Merrill Matthews of the Council for Affordable Health Insurance opened with a 10-point description of who the uninsured are, setting the stage for a discussion of how to best reach them.
1. The first panel discussed ways to make the private marketplace for health insurance work better. Greg Scandlen of the Galen Institute described how consumer-directed health care is helping to improve efficiency in the marketplace.
Tom Miller of the Joint Economic Committee explained the features of stable risk pools and how state-based regulatory burdens could be lightened by allowing people to buy health insurance across state lines.
Scott Spiker, president and CEO of Destiny Health, gave his real-world perspective on the barriers to efficiency and free choice in the health insurance market. A veteran of the financial services industry before joining this premier HSA company, Spiker said that consumers would greatly benefit from increased competition and expanded choice. He said walls should be torn down to allow people to buy health insurance across state lines, producing the efficiency we’ve seen in interstate banking.

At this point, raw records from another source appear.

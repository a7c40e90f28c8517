//! ISP Firmware Interface
//!
//! Defines the binary ABI shared with the ISP firmware: the fixed-layout
//! frame-control command and per-frame result structures with their
//! bit-tagged valid masks, the submission boundary trait, the command-slot
//! correlation-handle allocator, and an in-process mock firmware used by the
//! pipeline tests.

mod channel;
mod command;
mod result;

pub use channel::{CommandSlots, FirmwareChannel, FwStatus, MockFirmware, SubmitError};
pub use command::{
    mask, values, FwAeControl, FwAfControl, FwAwbControl, FwBufferDesc, FwFlashControl,
    FwFocusWindow, FwFrameControl, FwImageControl, FwLensControl, FwSceneControl,
    FwSensorControl, FwStatsControl, FwTonemapControl, FwWindow, FW_MAX_EXPOSURE_WINDOWS,
    FW_MAX_FOCUS_WINDOWS, FW_MAX_OUTPUT_BUFFERS, FW_TONEMAP_POINTS, FW_TONEMAP_SCALE,
};
pub use result::{FwEvent, FwFrameResult};
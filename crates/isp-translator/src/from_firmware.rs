//! Firmware result -> metadata translation
//!
//! Maps the per-frame firmware result back into metadata entries for the
//! framework. A value is only emitted when it differs from the last
//! committed firmware-facing value, so steady-state fields do not generate
//! a notification on every frame.

use tracing::trace;

use isp_firmware::{
    mask, FwFocusWindow, FwFrameResult, FwWindow, FW_MAX_EXPOSURE_WINDOWS, FW_MAX_FOCUS_WINDOWS,
};
use isp_metadata::{MetadataEntry, MetadataValue, Tag};

use crate::convert;
use crate::geometry::{GeometryMapper, SensorProfile};
use crate::modes;
use crate::to_firmware::FieldTranslator;

/// Last committed firmware-facing values for one camera stream.
///
/// Reset when the stream closes or the profile switches, so the first
/// result of a new stream republishes everything.
#[derive(Debug, Default)]
pub struct CommittedState {
    timestamp_ns: Option<u64>,
    exposure_us: Option<u32>,
    frame_duration_us: Option<u32>,
    gain_code: Option<u32>,
    rolling_skew_us: Option<u32>,
    ae_state: Option<u8>,
    af_state: Option<u8>,
    awb_state: Option<u8>,
    flash_state: Option<u8>,
    lens_state: Option<u8>,
    scene_flicker: Option<u8>,
    precapture_id: Option<u32>,
    af_trigger_id: Option<u32>,
    focus_units: Option<u32>,
    focus_range: Option<(u32, u32)>,
    awb_gains: Option<[u32; 4]>,
    ae_windows: Option<(u32, [FwWindow; FW_MAX_EXPOSURE_WINDOWS])>,
    af_windows: Option<(u32, [FwFocusWindow; FW_MAX_FOCUS_WINDOWS])>,
}

impl CommittedState {
    pub fn new() -> Self {
        Self::default()
    }

    pub fn reset(&mut self) {
        *self = Self::default();
    }
}

/// Latch `new` into `slot`; true when the committed value moved.
fn commit<T: PartialEq + Copy>(slot: &mut Option<T>, new: T) -> bool {
    if *slot == Some(new) {
        false
    } else {
        *slot = Some(new);
        true
    }
}

impl FieldTranslator {
    /// Translate a firmware frame result into the metadata delta to publish.
    pub fn unmap_frame_result(
        result: &FwFrameResult,
        profile: &SensorProfile,
        committed: &mut CommittedState,
    ) -> Vec<MetadataEntry> {
        let mut out = Vec::new();
        let valid = result.valid_mask;

        if commit(&mut committed.timestamp_ns, result.timestamp_ns) {
            out.push(MetadataEntry::new(
                Tag::SensorTimestamp,
                MetadataValue::I64(vec![result.timestamp_ns as i64]),
            ));
        }

        if valid & mask::SENSOR_EXPOSURE != 0
            && commit(&mut committed.exposure_us, result.exposure_us)
        {
            out.push(MetadataEntry::new(
                Tag::SensorExposureTime,
                MetadataValue::I64(vec![convert::us_to_ns(result.exposure_us)]),
            ));
        }
        if valid & mask::SENSOR_FRAME_DURATION != 0
            && commit(&mut committed.frame_duration_us, result.frame_duration_us)
        {
            out.push(MetadataEntry::new(
                Tag::SensorFrameDuration,
                MetadataValue::I64(vec![convert::us_to_ns(result.frame_duration_us)]),
            ));
        }
        if valid & mask::SENSOR_GAIN != 0 && commit(&mut committed.gain_code, result.gain_code) {
            out.push(MetadataEntry::new(
                Tag::SensorSensitivity,
                MetadataValue::I32(vec![convert::gain_code_to_iso(result.gain_code)]),
            ));
        }
        if commit(&mut committed.rolling_skew_us, result.rolling_shutter_skew_us) {
            out.push(MetadataEntry::new(
                Tag::SensorRollingShutterSkew,
                MetadataValue::I64(vec![convert::us_to_ns(result.rolling_shutter_skew_us)]),
            ));
        }

        if commit(&mut committed.ae_state, result.ae_state) {
            out.push(MetadataEntry::new(
                Tag::AeState,
                MetadataValue::Byte(vec![modes::ae_state_from_fw(result.ae_state) as u8]),
            ));
        }
        if commit(&mut committed.af_state, result.af_state) {
            out.push(MetadataEntry::new(
                Tag::AfState,
                MetadataValue::Byte(vec![modes::af_state_from_fw(result.af_state) as u8]),
            ));
        }
        if commit(&mut committed.awb_state, result.awb_state) {
            out.push(MetadataEntry::new(
                Tag::AwbState,
                MetadataValue::Byte(vec![modes::awb_state_from_fw(result.awb_state) as u8]),
            ));
        }
        if commit(&mut committed.flash_state, result.flash_state) {
            out.push(MetadataEntry::new(
                Tag::FlashState,
                MetadataValue::Byte(vec![modes::flash_state_from_fw(result.flash_state) as u8]),
            ));
        }
        if commit(&mut committed.lens_state, result.lens_state) {
            out.push(MetadataEntry::new(
                Tag::LensState,
                MetadataValue::Byte(vec![modes::lens_state_from_fw(result.lens_state) as u8]),
            ));
        }
        if commit(&mut committed.scene_flicker, result.scene_flicker) {
            out.push(MetadataEntry::new(
                Tag::StatsSceneFlicker,
                MetadataValue::Byte(vec![modes::scene_flicker_from_fw(result.scene_flicker) as u8]),
            ));
        }

        if commit(&mut committed.precapture_id, result.precapture_id) {
            out.push(MetadataEntry::new(
                Tag::AePrecaptureId,
                MetadataValue::I32(vec![result.precapture_id as i32]),
            ));
        }
        if commit(&mut committed.af_trigger_id, result.af_trigger_id) {
            out.push(MetadataEntry::new(
                Tag::AfTriggerId,
                MetadataValue::I32(vec![result.af_trigger_id as i32]),
            ));
        }

        if valid & mask::LENS_FOCUS != 0 {
            if commit(&mut committed.focus_units, result.focus_units) {
                out.push(MetadataEntry::new(
                    Tag::LensFocusDistance,
                    MetadataValue::F32(vec![convert::units_to_diopters(result.focus_units)]),
                ));
            }
            let range = (result.focus_range_near_x100, result.focus_range_far_x100);
            if commit(&mut committed.focus_range, range) {
                out.push(MetadataEntry::new(
                    Tag::LensFocusRange,
                    MetadataValue::F32(vec![
                        convert::x100_to_f32(range.0),
                        convert::x100_to_f32(range.1),
                    ]),
                ));
            }
        }

        if valid & mask::CC_GAINS != 0 && commit(&mut committed.awb_gains, result.awb_gains) {
            out.push(MetadataEntry::new(
                Tag::ColorCorrectionGains,
                MetadataValue::F32(result.awb_gains.iter().map(|g| convert::x1000_to_gain(*g)).collect()),
            ));
        }

        if valid & mask::AE_REGIONS != 0 {
            let windows = (result.ae_window_count, result.ae_windows);
            if commit(&mut committed.ae_windows, windows) {
                out.push(MetadataEntry::new(
                    Tag::AeRegions,
                    MetadataValue::I32(unmap_exposure_regions(result, profile)),
                ));
            }
        }
        if valid & mask::AF_REGIONS != 0 {
            let windows = (result.af_window_count, result.af_windows);
            if commit(&mut committed.af_windows, windows) {
                out.push(MetadataEntry::new(
                    Tag::AfRegions,
                    MetadataValue::I32(unmap_focus_regions(result, profile)),
                ));
            }
        }

        trace!(
            fc_id = result.fc_id,
            entries = out.len(),
            "frame result unmapped"
        );
        out
    }
}

fn unmap_exposure_regions(result: &FwFrameResult, profile: &SensorProfile) -> Vec<i32> {
    let count = (result.ae_window_count as usize).min(FW_MAX_EXPOSURE_WINDOWS);
    let mut out = Vec::with_capacity(count * 4);
    for w in &result.ae_windows[..count] {
        let hal = GeometryMapper::window_to_hal(w, profile);
        out.extend_from_slice(&[
            hal.h_offset as i32,
            hal.v_offset as i32,
            hal.h_size as i32,
            hal.v_size as i32,
        ]);
    }
    out
}

fn unmap_focus_regions(result: &FwFrameResult, profile: &SensorProfile) -> Vec<i32> {
    let count = (result.af_window_count as usize).min(FW_MAX_FOCUS_WINDOWS);
    let mut out = Vec::with_capacity(count * 5);
    for w in &result.af_windows[..count] {
        let hal = GeometryMapper::focus_to_hal(w, profile);
        out.extend_from_slice(&[
            hal.x_min as i32,
            hal.y_min as i32,
            hal.x_max as i32,
            hal.y_max as i32,
            hal.weight as i32,
        ]);
    }
    out
}

#[cfg(test)]
mod tests {
    use super::*;
    use crate::BinningMode;
    use isp_firmware::values;

    fn profile_binned() -> SensorProfile {
        SensorProfile::new(1, BinningMode::Binned2x2, 3264, 2448)
    }

    fn result_fixture() -> FwFrameResult {
        let mut af_windows = [FwFocusWindow::default(); FW_MAX_FOCUS_WINDOWS];
        af_windows[0] = FwFocusWindow {
            x_min: 0,
            y_min: 0,
            x_max: 400,
            y_max: 300,
            weight: 500,
        };
        FwFrameResult {
            handle: 0x1000,
            fc_id: 0,
            profile_id: 1,
            valid_mask: mask::SENSOR_EXPOSURE
                | mask::SENSOR_GAIN
                | mask::SENSOR_FRAME_DURATION
                | mask::AF_REGIONS
                | mask::LENS_FOCUS
                | mask::CC_GAINS,
            timestamp_ns: 1_000_000,
            exposure_us: 10_000,
            frame_duration_us: 33_333,
            gain_code: 8_000,
            rolling_shutter_skew_us: 10_000,
            ae_state: values::AE_STATE_CONVERGED,
            af_state: values::AF_STATE_PASSIVE_FOCUSED,
            awb_state: values::AWB_STATE_CONVERGED,
            flash_state: values::FLASH_STATE_READY,
            lens_state: values::LENS_STATIONARY,
            scene_flicker: values::FLICKER_NONE,
            focus_units: 250,
            focus_range_near_x100: 275,
            focus_range_far_x100: 225,
            awb_gains: [1450, 1000, 1000, 1520],
            af_window_count: 1,
            af_windows,
            ..Default::default()
        }
    }

    fn find(entries: &[MetadataEntry], tag: Tag) -> Option<&MetadataEntry> {
        entries.iter().find(|e| e.tag == tag)
    }

    #[test]
    fn test_first_result_publishes_everything() {
        let mut committed = CommittedState::new();
        let entries = FieldTranslator::unmap_frame_result(
            &result_fixture(),
            &profile_binned(),
            &mut committed,
        );

        let exposure = find(&entries, Tag::SensorExposureTime).unwrap();
        assert_eq!(exposure.value.as_i64(), Some(10_000_000));

        let iso = find(&entries, Tag::SensorSensitivity).unwrap();
        assert_eq!(iso.value.as_i32(), Some(800));

        let ae_state = find(&entries, Tag::AeState).unwrap();
        assert_eq!(ae_state.value.as_byte(), Some(values::AE_STATE_CONVERGED));

        let focus = find(&entries, Tag::LensFocusDistance).unwrap();
        assert!((focus.value.as_f32().unwrap() - 2.5).abs() < 1e-6);
    }

    #[test]
    fn test_focus_regions_unmapped_to_full_resolution() {
        // Firmware {0,0,400,300,w=500} under 2x2 binning must come back as
        // {0,0,800,600,w=500}.
        let mut committed = CommittedState::new();
        let entries = FieldTranslator::unmap_frame_result(
            &result_fixture(),
            &profile_binned(),
            &mut committed,
        );
        let regions = find(&entries, Tag::AfRegions).unwrap();
        assert_eq!(
            regions.value.as_i32s(),
            Some(&[0, 0, 800, 600, 500][..])
        );
    }

    #[test]
    fn test_steady_state_is_suppressed() {
        let mut committed = CommittedState::new();
        let result = result_fixture();

        let first = FieldTranslator::unmap_frame_result(&result, &profile_binned(), &mut committed);
        assert!(!first.is_empty());

        // The identical result again: nothing changed, nothing published.
        let second =
            FieldTranslator::unmap_frame_result(&result, &profile_binned(), &mut committed);
        assert!(second.is_empty());

        // A new timestamp alone publishes exactly the timestamp.
        let mut advanced = result;
        advanced.timestamp_ns += 33_333_000;
        let third =
            FieldTranslator::unmap_frame_result(&advanced, &profile_binned(), &mut committed);
        assert_eq!(third.len(), 1);
        assert_eq!(third[0].tag, Tag::SensorTimestamp);
    }

    #[test]
    fn test_reset_republishes() {
        let mut committed = CommittedState::new();
        let result = result_fixture();

        FieldTranslator::unmap_frame_result(&result, &profile_binned(), &mut committed);
        committed.reset();
        let entries =
            FieldTranslator::unmap_frame_result(&result, &profile_binned(), &mut committed);
        assert!(find(&entries, Tag::SensorExposureTime).is_some());
    }

    #[test]
    fn test_gated_groups_respect_valid_mask() {
        let mut committed = CommittedState::new();
        let mut result = result_fixture();
        result.valid_mask = 0;

        let entries =
            FieldTranslator::unmap_frame_result(&result, &profile_binned(), &mut committed);
        assert!(find(&entries, Tag::SensorExposureTime).is_none());
        assert!(find(&entries, Tag::AfRegions).is_none());
        // Ungated state fields still flow.
        assert!(find(&entries, Tag::AeState).is_some());
    }
}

Spiker gave an example of how states drive up costs by barring underwriting: When an insurance company can’t see the risk they’re taking, it drives up costs because a contingency premium must be built into the price as a protection against potentially large claims, Spiker explained.
2. The second panel described ways in which the private health sector can and does provide a safety net.
I led off by describing the need to provide new resources to those who are uninsured – those who make too much to qualify for public programs like Medicaid and SCHIP and too little to have the good higher-paying jobs that come with health insurance.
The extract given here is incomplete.